My father was the smartest person I knew, and he would sometimes wake me up in the middle of the night and sit with me in the backyard. He would explain the lunar eclipses, the rocket launches, and how no matter where we were, the sun would always rise in the same place. He explained to me that there was so much beyond what the either of us could understand: how space and time were infinite; how, when it came to them, nothing could be measured.
This unleashed an insatiable curiosity and anxiety in me that, eventually, no one could satisfy or soothe. What did it mean to live forever? What did it mean to die? And where was God in the midst of it all?
I remember so clearly laying with my mom every night, watching as the night light turned my room pink and green and yellow, and crying when she forgot to turn it on. The dark reminded me too much of what I didn’t know.
My childhood consisted of so much fear; fear of going to heaven and never seeing my mother, fear of that stupid recurring T-rex nightmare, and fear of my sister’s Johnny Depp poster. I was ruled by it. I think I slept in my parents bed for at least half of my childhood.
Then I learned to pray. After my mom turned on the night light, she would crawl into bed with me and pray the same two prayers every night. But even after she left, I would continue. Very simple prayers rooted in anxiety; taking comfort in the fact that if I prayed to Him, that He would help me live forever. This is how I found my solace.
At the age of 15, I believed no different. Still I prayed. But on a night in late March, my prayers shifted. Was I rhyming? Why did everything I was saying sound like verse? It sounded sweet. It sounded right to me. I got up and wrote my first poem down. That was the beginning.
I don’t really understand what it is about writing things down. I think that’s how it all began for me: the single act of writing it down. Whether in verse or not, I believe that there is nothing more intimate than visually and physically seeing your thoughts. This way you acknowledge them somehow; you organize them in a way that makes sense to you; you expose yourself in front of the paper and allow it, in a way, to watch you crack. Whether that be out of grief, or joy, or anger, or frustration, you make the page listen to you. You wring out the blood; you let it bind your wounds.
But it’s not over. Yes, through words you help yourself heal, but by sharing it, you also do the intimate act of healing someone else. Through your poem, or your story, or your art, you tell someone else “me too”; you reassure your reader that they aren’t alone in their suffering. That you too, feel deeply. And this is how you do your part. To bring ease into the world.
My friend, and poet, Jess, said it this way:
“When people aren't always available, at least I have my words.
There are times when I can't exactly explain how I feel, so I use poems to show people what I mean.
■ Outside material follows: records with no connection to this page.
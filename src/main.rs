use clap::Parser;
use log::{error, info};
use std::panic::{self, PanicHookInfo};
use tokio::io::BufReader;

use ruuvitag_collector::LineSink;
use ruuvitag_collector::app::{Options, run_with_io};

/// Exit codes for the application
const EXIT_SUCCESS: i32 = 0;
const EXIT_ERROR: i32 = 1;
const EXIT_PANIC: i32 = 2;

#[tokio::main(flavor = "current_thread")]
async fn main() {
    // Set up panic hook to ensure clean exit codes for process managers
    // (e.g., systemd, Telegraf execd) that monitor exit status
    panic::set_hook(Box::new(move |info: &PanicHookInfo| {
        eprintln!("Panic! {}", info);
        std::process::exit(EXIT_PANIC);
    }));

    let options = Options::parse();

    let level = if options.verbose {
        log::LevelFilter::Debug
    } else {
        log::LevelFilter::Info
    };
    env_logger::Builder::new()
        .filter_level(level)
        .parse_default_env()
        .init();

    let formatter = options.formatter();
    let mut sink = LineSink::new(&formatter, std::io::stdout().lock());
    let input = BufReader::new(tokio::io::stdin());

    info!("Reading hcidump output from stdin");
    match run_with_io(&options, input, &mut sink).await {
        Ok(summary) if summary.healthy => {
            info!("Clean exit, {} readings saved", summary.saved);
            std::process::exit(EXIT_SUCCESS)
        }
        Ok(summary) => {
            info!("Unclean exit, {} readings saved", summary.saved);
            std::process::exit(EXIT_ERROR)
        }
        Err(why) => {
            error!("{}", why);
            std::process::exit(EXIT_ERROR);
        }
    }
}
This bridges the gaps of misunderstanding and generates empathy.
I find writing poems to be cathartic - the only way I can relieve myself of some pesky thoughts or feelings is to put them into poems. I feel lighter after having poured my heart into my line breaks.
Even reading other people's poems lets me know that other people get it. Strangers and friends alike know how I've felt and they can put it into words.”
So I’d encourage you, even if you think you’re a self-proclaimed crappy writer, to allow yourself to see the world through words. Give yourself permission to break, and give yourself permission to heal. Show the world that it’s okay to not be okay.